Why? Because up until now, the movement to combat the corrosive influence of money in politics has failed to hold politicians like Jim Himes to account. "I won't dispute for one second the problems of a system that demands immense amounts of fund-raisers by its legislators" Himes told the New York Times when asked about concerns over special interest influence. "It's appalling, it's disgusting, it's wasteful and it opens the possibility of conflicts of interest and corruption. It's unfortunately the world we live in."

This is why I'm highlighting Congressman Himes: Because he knows exactly what he's doing. Given his role at the DCCC, he's in a unique position to understand how the never ending chase for campaign cash warps the legislative agenda. He recognizes what happens every single day in Washington as conflicts of interest and corruption, and he's content to go along with it because that's "just the world we live in." As if only he were in a position of power, he could do something about it. That guy should really run for Congress.

High-profile critics of efforts to limit money in politics like Senator Mitch McConnell draw a lot of attention from reform advocates, and rightfully so.
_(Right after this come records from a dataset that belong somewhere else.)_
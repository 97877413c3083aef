//! Manifest types and parsing for joinery.toml files.

mod parse;
mod validate;

use indexmap::IndexMap;
use joinery_ir::{
    DEFAULT_BUILD_METHOD, GenerationOptions, GenerationRequest, Member, MemberKind,
};
use serde::Deserialize;

/// Root manifest for joinery.toml
#[derive(Debug, Clone, Deserialize)]
pub struct Manifest {
    /// Source types that need builders, keyed by qualified name and kept
    /// in declaration order.
    #[serde(default)]
    pub types: IndexMap<String, TypeSpec>,
}

/// One source type declaration.
#[derive(Debug, Clone, Default, Deserialize)]
#[serde(rename_all = "kebab-case")]
pub struct TypeSpec {
    /// Builder class name override.
    pub builder: Option<String>,

    /// Terminal method name on the generated builder (defaults to `build`).
    pub build_method: Option<String>,

    /// Declared members, in declaration order.
    #[serde(default)]
    pub members: IndexMap<String, MemberSpec>,
}

/// One declared member of a source type.
#[derive(Debug, Clone, Default, Deserialize)]
pub struct MemberSpec {
    /// Member kind; plain entries are fields.
    #[serde(default)]
    pub kind: MemberKind,

    /// Printable type of the member (required for fields at generation time).
    #[serde(rename = "type")]
    pub ty: Option<String>,
}

impl Manifest {
    /// Expand the manifest into one generation request per declared type,
    /// in declaration order.
    pub fn requests(&self) -> Vec<GenerationRequest> {
        self.types
            .iter()
            .map(|(qualified_name, spec)| GenerationRequest {
                qualified_name: qualified_name.clone(),
                members: spec
                    .members
                    .iter()
                    .map(|(name, member)| Member {
                        kind: member.kind,
                        name: name.clone(),
                        type_descriptor: member.ty.clone(),
                    })
                    .collect(),
                options: GenerationOptions {
                    builder_name: spec.builder.clone(),
                    build_method: spec
                        .build_method
                        .clone()
                        .unwrap_or_else(|| DEFAULT_BUILD_METHOD.to_string()),
                },
            })
            .collect()
    }
}

#[cfg(test)]
mod tests {
    use std::str::FromStr;

    use super::*;

    const VEHICLE_MANIFEST: &str = r#"
        [types."io.rama.vehicle.Vehicle"]

        [types."io.rama.vehicle.Vehicle".members.year]
        type = "int"

        [types."io.rama.vehicle.Vehicle".members.model]
        type = "java.lang.String"

        [types."io.rama.engine.Engine"]
        builder = "EngineAssembler"
        build-method = "assemble"

        [types."io.rama.engine.Engine".members.displacement]
        type = "double"

        [types."io.rama.engine.Engine".members.describe]
        kind = "method"
    "#;

    #[test]
    fn test_requests_cover_every_type_in_order() {
        let manifest = Manifest::from_str(VEHICLE_MANIFEST).unwrap();
        let requests = manifest.requests();

        assert_eq!(requests.len(), 2);
        assert_eq!(requests[0].qualified_name, "io.rama.vehicle.Vehicle");
        assert_eq!(requests[1].qualified_name, "io.rama.engine.Engine");
    }

    #[test]
    fn test_requests_default_options() {
        let manifest = Manifest::from_str(VEHICLE_MANIFEST).unwrap();
        let vehicle = &manifest.requests()[0];

        assert_eq!(vehicle.options.builder_name, None);
        assert_eq!(vehicle.options.build_method, "build");
        assert_eq!(vehicle.members.len(), 2);
        assert_eq!(vehicle.members[0].name, "year");
        assert_eq!(vehicle.members[0].type_descriptor.as_deref(), Some("int"));
    }

    #[test]
    fn test_requests_carry_overrides_and_kinds() {
        let manifest = Manifest::from_str(VEHICLE_MANIFEST).unwrap();
        let engine = &manifest.requests()[1];

        assert_eq!(engine.options.builder_name.as_deref(), Some("EngineAssembler"));
        assert_eq!(engine.options.build_method, "assemble");
        assert_eq!(engine.members[1].kind, MemberKind::Method);
        assert_eq!(engine.members[1].type_descriptor, None);
    }
}
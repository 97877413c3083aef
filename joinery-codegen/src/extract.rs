//! Field model extraction from a type's member list.

use indexmap::IndexMap;
use joinery_ir::{Member, MemberKind};

use crate::GenerateError;

/// Reduce a type's member list to its field model.
///
/// Keeps data members only, in declaration order, mapping each field name
/// to its printable type. Methods and other members are skipped. A field
/// without a printable type fails the whole request, as does a field name
/// declared twice; field names are unique per type and a duplicate is a
/// caller error, not a last-write-wins.
pub fn extract_fields(members: &[Member]) -> Result<IndexMap<String, String>, GenerateError> {
    let mut fields = IndexMap::new();
    for member in members {
        if member.kind != MemberKind::Field {
            continue;
        }
        let ty = match member.type_descriptor.as_deref() {
            Some(ty) if !ty.is_empty() => ty.to_string(),
            _ => {
                return Err(GenerateError::MissingType {
                    member: member.name.clone(),
                });
            }
        };
        if fields.insert(member.name.clone(), ty).is_some() {
            return Err(GenerateError::DuplicateField {
                name: member.name.clone(),
            });
        }
    }
    Ok(fields)
}
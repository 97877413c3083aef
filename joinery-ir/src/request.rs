//! Generation requests and their member descriptors.

use serde::{Deserialize, Serialize};

/// Terminal method name used when a request does not pick its own.
pub const DEFAULT_BUILD_METHOD: &str = "build";

/// What kind of member a source type declares.
#[derive(Debug, Clone, Copy, Default, PartialEq, Eq, Serialize, Deserialize)]
#[serde(rename_all = "lowercase")]
pub enum MemberKind {
    /// A data member; contributes one entry to the field model.
    #[default]
    Field,
    /// A method; ignored by extraction.
    Method,
    /// Anything else (nested type, initializer, ...); ignored by extraction.
    Other,
}

/// One declared member of a source type.
#[derive(Debug, Clone, PartialEq, Eq, Serialize, Deserialize)]
pub struct Member {
    pub kind: MemberKind,
    pub name: String,
    /// Printable, compilable spelling of the member's type.
    /// Only meaningful for fields; a field without one fails its request.
    pub type_descriptor: Option<String>,
}

impl Member {
    /// A data member with the given name and type.
    pub fn field(name: impl Into<String>, ty: impl Into<String>) -> Self {
        Self {
            kind: MemberKind::Field,
            name: name.into(),
            type_descriptor: Some(ty.into()),
        }
    }

    /// A method member (carries no type descriptor).
    pub fn method(name: impl Into<String>) -> Self {
        Self {
            kind: MemberKind::Method,
            name: name.into(),
            type_descriptor: None,
        }
    }
}

/// Options applied to a single generation request.
#[derive(Debug, Clone, PartialEq, Eq, Serialize, Deserialize)]
pub struct GenerationOptions {
    /// Builder class name override; `<SimpleName>Builder` when unset or empty.
    pub builder_name: Option<String>,
    /// Name of the terminal method returning the built instance.
    pub build_method: String,
}

impl Default for GenerationOptions {
    fn default() -> Self {
        Self {
            builder_name: None,
            build_method: DEFAULT_BUILD_METHOD.to_string(),
        }
    }
}

impl GenerationOptions {
    /// Effective builder class name for a type with the given simple name.
    pub fn builder_name_for(&self, simple_name: &str) -> String {
        match self.builder_name.as_deref() {
            Some(name) if !name.is_empty() => name.to_string(),
            _ => format!("{simple_name}Builder"),
        }
    }
}

/// One unit of generation work.
///
/// Built fresh per discovered type per pass and consumed exactly once;
/// it has no identity or mutation after construction.
#[derive(Debug, Clone, PartialEq, Eq, Serialize, Deserialize)]
pub struct GenerationRequest {
    /// Dot-separated namespace and simple name of the source type.
    pub qualified_name: String,
    /// Declared members, in declaration order.
    pub members: Vec<Member>,
    pub options: GenerationOptions,
}
use std::path::PathBuf;

use miette::{Diagnostic, NamedSource, SourceSpan};
use thiserror::Error;

/// Result type for manifest operations (boxed to reduce size on stack)
pub type Result<T> = std::result::Result<T, Box<Error>>;

/// Source context for error reporting.
///
/// Holds the manifest content and filename so error factories don't need
/// both passed around separately.
#[derive(Debug, Clone)]
pub struct SourceContext {
    src: String,
    filename: String,
}

impl SourceContext {
    /// Create a new source context.
    pub fn new(src: impl Into<String>, filename: impl Into<String>) -> Self {
        Self {
            src: src.into(),
            filename: filename.into(),
        }
    }

    /// Create a NamedSource for miette error reporting.
    pub fn named_source(&self) -> NamedSource<String> {
        NamedSource::new(&self.filename, self.src.clone())
    }

    /// Create a parse error from a toml error.
    pub fn parse_error(&self, source: toml::de::Error) -> Box<Error> {
        let span = source.span().map(SourceSpan::from);
        Box::new(Error::Parse {
            src: self.named_source(),
            span,
            source,
        })
    }

    /// Create a validation error.
    pub fn validation_error(&self, message: impl Into<String>) -> Box<Error> {
        Box::new(Error::Validation {
            src: self.named_source(),
            message: message.into(),
        })
    }

    /// Create a reserved keyword error.
    pub fn reserved_keyword_error(
        &self,
        name: impl Into<String>,
        context: impl Into<String>,
    ) -> Box<Error> {
        Box::new(Error::ReservedKeyword {
            src: self.named_source(),
            name: name.into(),
            context: context.into(),
        })
    }

    /// Create an invalid identifier error.
    pub fn invalid_identifier_error(
        &self,
        name: impl Into<String>,
        context: impl Into<String>,
    ) -> Box<Error> {
        Box::new(Error::InvalidIdentifier {
            src: self.named_source(),
            name: name.into(),
            context: context.into(),
        })
    }
}

#[derive(Debug, Error, Diagnostic)]
pub enum Error {
    #[error("failed to read '{path}'")]
    #[diagnostic(help("run 'joinery init' to create a starter manifest"))]
    Io {
        path: PathBuf,
        #[source]
        source: std::io::Error,
    },

    #[error("failed to parse joinery.toml")]
    #[diagnostic(code(joinery::parse_error))]
    Parse {
        #[source_code]
        src: NamedSource<String>,
        #[label("parse error here")]
        span: Option<SourceSpan>,
        #[source]
        source: toml::de::Error,
    },

    #[error("{message}")]
    #[diagnostic(code(joinery::validation_error))]
    Validation {
        #[source_code]
        src: NamedSource<String>,
        message: String,
    },

    #[error("'{name}' is a Java reserved word")]
    #[diagnostic(
        code(joinery::reserved_keyword),
        help("'{name}' would become a generated symbol; rename the {context}")
    )]
    ReservedKeyword {
        #[source_code]
        src: NamedSource<String>,
        name: String,
        context: String,
    },

    #[error("invalid {context} name '{name}'")]
    #[diagnostic(
        code(joinery::invalid_identifier),
        help(
            "use only letters, digits, '$' and '_', starting with a letter, '$' or '_'"
        )
    )]
    InvalidIdentifier {
        #[source_code]
        src: NamedSource<String>,
        name: String,
        context: String,
    },
}
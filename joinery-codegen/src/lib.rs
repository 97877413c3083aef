//! Builder class generation engine for joinery.
//!
//! The engine turns [`joinery_ir::GenerationRequest`]s into Java builder
//! sources in three steps: extract the field model from the request's
//! member list, render it into source text, and hand the text to an
//! [`joinery_core::ArtifactSink`]. Batches are processed one request at a
//! time with per-request failure isolation.

mod batch;
mod code_builder;
mod error;
mod extract;
mod render;

pub use batch::{BatchReport, RequestOutcome, RequestStatus, render_request, run_batch};
pub use code_builder::{CodeBuilder, Indent};
pub use error::GenerateError;
pub use extract::extract_fields;
pub use render::{RenderedArtifact, render_builder};
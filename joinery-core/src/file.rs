//! Artifact output for generated source files.

use std::io;
use std::path::{Path, PathBuf};

/// A write-once destination for rendered source artifacts.
///
/// Implementations receive the fully qualified name an artifact must be
/// persisted under (e.g. `io.rama.vehicle.VehicleBuilder`) and its complete
/// content. A failed write must not leave a partial artifact behind.
pub trait ArtifactSink {
    fn write(&self, qualified_name: &str, content: &str) -> io::Result<()>;
}

/// Filesystem sink laying artifacts out as a source tree.
///
/// `io.rama.vehicle.VehicleBuilder` becomes
/// `<root>/io/rama/vehicle/VehicleBuilder.java`, with parent directories
/// created on demand.
#[derive(Debug, Clone)]
pub struct SourceTree {
    root: PathBuf,
    extension: &'static str,
}

impl SourceTree {
    /// Create a sink rooted at the given directory, producing `.java` files.
    pub fn java(root: impl Into<PathBuf>) -> Self {
        Self {
            root: root.into(),
            extension: "java",
        }
    }

    /// Root directory of the tree.
    pub fn root(&self) -> &Path {
        &self.root
    }

    /// Path an artifact with the given qualified name is written to.
    pub fn path_for(&self, qualified_name: &str) -> PathBuf {
        let mut path = self.root.clone();
        for segment in qualified_name.split('.') {
            path.push(segment);
        }
        path.set_extension(self.extension);
        path
    }
}

impl ArtifactSink for SourceTree {
    fn write(&self, qualified_name: &str, content: &str) -> io::Result<()> {
        let path = self.path_for(qualified_name);
        if let Some(parent) = path.parent() {
            std::fs::create_dir_all(parent)?;
        }
        // Stage next to the destination and rename into place, so the final
        // path holds either the full artifact or nothing.
        let staged = path.with_extension(format!("{}.tmp", self.extension));
        if let Err(e) = std::fs::write(&staged, content) {
            let _ = std::fs::remove_file(&staged);
            return Err(e);
        }
        std::fs::rename(&staged, &path)
    }
}
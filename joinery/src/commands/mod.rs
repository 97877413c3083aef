mod check;
mod generate;
mod init;

use check::CheckCommand;
use clap::{Parser, Subcommand};
use eyre::Result;
use generate::GenerateCommand;
use init::InitCommand;

/// Extension trait for exiting on manifest errors with pretty formatting
pub(crate) trait UnwrapOrExit<T> {
    fn unwrap_or_exit(self) -> T;
}

impl<T> UnwrapOrExit<T> for joinery_manifest::Result<T> {
    fn unwrap_or_exit(self) -> T {
        match self {
            Ok(v) => v,
            Err(e) => {
                eprintln!("{:?}", miette::Report::new(*e));
                std::process::exit(1);
            }
        }
    }
}

#[derive(Parser)]
#[command(name = "joinery")]
#[command(version)]
#[command(about = "Generate fluent Java builder classes from TOML definitions")]
pub(crate) struct Cli {
    #[command(subcommand)]
    command: Commands,
}

impl Cli {
    pub fn run(&self) -> Result<()> {
        match &self.command {
            Commands::Init(cmd) => cmd.run(),
            Commands::Check(cmd) => cmd.run(),
            Commands::Generate(cmd) => cmd.run(),
        }
    }
}

#[derive(Subcommand)]
enum Commands {
    /// Create a starter joinery.toml
    Init(InitCommand),

    /// Validate joinery.toml without writing any sources
    Check(CheckCommand),

    /// Generate builder sources from joinery.toml
    Generate(GenerateCommand),
}
//! Type-description model for the joinery builder generator.
//!
//! These types are the complete input contract of the generation engine.
//! Any discovery front-end able to produce them (a schema file, a compiler
//! plugin, a CLI-supplied description) can drive generation; the extractor
//! and renderer depend on nothing else.

mod name;
mod request;

pub use name::QualifiedName;
pub use request::{DEFAULT_BUILD_METHOD, GenerationOptions, GenerationRequest, Member, MemberKind};
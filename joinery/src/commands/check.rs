use std::path::PathBuf;

use clap::Args;
use eyre::Result;
use joinery_codegen::render_request;
use joinery_manifest::Manifest;

use super::UnwrapOrExit;

#[derive(Args)]
pub struct CheckCommand {
    /// Path to joinery.toml (defaults to ./joinery.toml)
    #[arg(short, long, default_value = "joinery.toml")]
    pub config: PathBuf,
}

impl CheckCommand {
    /// Run the check command
    pub fn run(&self) -> Result<()> {
        let manifest = Manifest::from_file(&self.config).unwrap_or_exit();
        let requests = manifest.requests();

        let mut has_errors = false;
        for request in &requests {
            match render_request(request) {
                Ok(artifact) => {
                    println!("{} -> {}", request.qualified_name, artifact.qualified_name);
                }
                Err(e) => {
                    has_errors = true;
                    eprintln!("error: {}: {}", request.qualified_name, e);
                }
            }
        }

        println!();
        println!("{} types checked", requests.len());

        if has_errors {
            std::process::exit(1);
        }
        Ok(())
    }
}
//! Java builder class rendering.

use indexmap::IndexMap;
use joinery_core::setter_name;
use joinery_ir::QualifiedName;

use crate::CodeBuilder;

/// Rendered builder source together with its persistence identity.
///
/// Opaque text to everything downstream; only the qualified name is
/// interpreted (by the sink, to place the artifact).
#[derive(Debug, Clone, PartialEq, Eq)]
pub struct RenderedArtifact {
    /// Fully qualified name the artifact must be persisted under.
    pub qualified_name: String,
    /// Complete source text of the builder class.
    pub source: String,
}

/// Render the complete source of a builder class.
///
/// Pure and deterministic: identical inputs produce byte-identical text,
/// with setter methods emitted in the field model's iteration order. The
/// builder holds a default-constructed instance of the source type, each
/// field gets one chained method delegating to the matching setter, and
/// `build_method` returns the instance.
///
/// Empty builder or build-method names are caller contract violations and
/// panic rather than degrade into broken output.
pub fn render_builder(
    type_name: &QualifiedName,
    builder_name: &str,
    fields: &IndexMap<String, String>,
    build_method: &str,
) -> RenderedArtifact {
    assert!(!builder_name.is_empty(), "builder name must not be empty");
    assert!(!build_method.is_empty(), "build method name must not be empty");

    let simple = type_name.simple();
    let source = CodeBuilder::java()
        .when(type_name.namespace().is_some(), |b| {
            b.line(&format!(
                "package {};",
                type_name.namespace().unwrap_or_default()
            ))
            .blank()
        })
        .line(&format!("public class {builder_name} {{"))
        .indent()
        .line(&format!("private {simple} object = new {simple}();"))
        .blank()
        .each(fields, |b, (name, ty)| {
            b.line(&format!("public {builder_name} {name}({ty} value) {{"))
                .indent()
                .line(&format!("object.{}(value);", setter_name(name)))
                .line("return this;")
                .dedent()
                .line("}")
                .blank()
        })
        .line(&format!("public {simple} {build_method}() {{"))
        .indent()
        .line("return object;")
        .dedent()
        .line("}")
        .dedent()
        .line("}")
        .build();

    RenderedArtifact {
        qualified_name: type_name.sibling(builder_name),
        source,
    }
}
But equally at fault is every Member of Congress who fails to make real anti-corruption reforms a top priority while our Republic is bought out from under us.

Politicians like Jim Himes love to pay lip service to transparency and accountability, and If you bring up money in politics, they'll feed you some variation of the go-to line: "believe me, no one is more disgusted with this system than I am, but that's how our system works." But those politicians are usually the first ones to turn around and enthusiastically work that same system to stay in office for as long as possible rather than risk losing their seat trying to change something they all know is terrible.

Political figures shouldn't expect a pat on the head for pointing out a problem that the rest America is already well aware of -- We need leaders who actively fight for solutions. If politicians like Jim Himes really want to do something about the corruption they claim to find so appalling, they should start by looking in the mirror.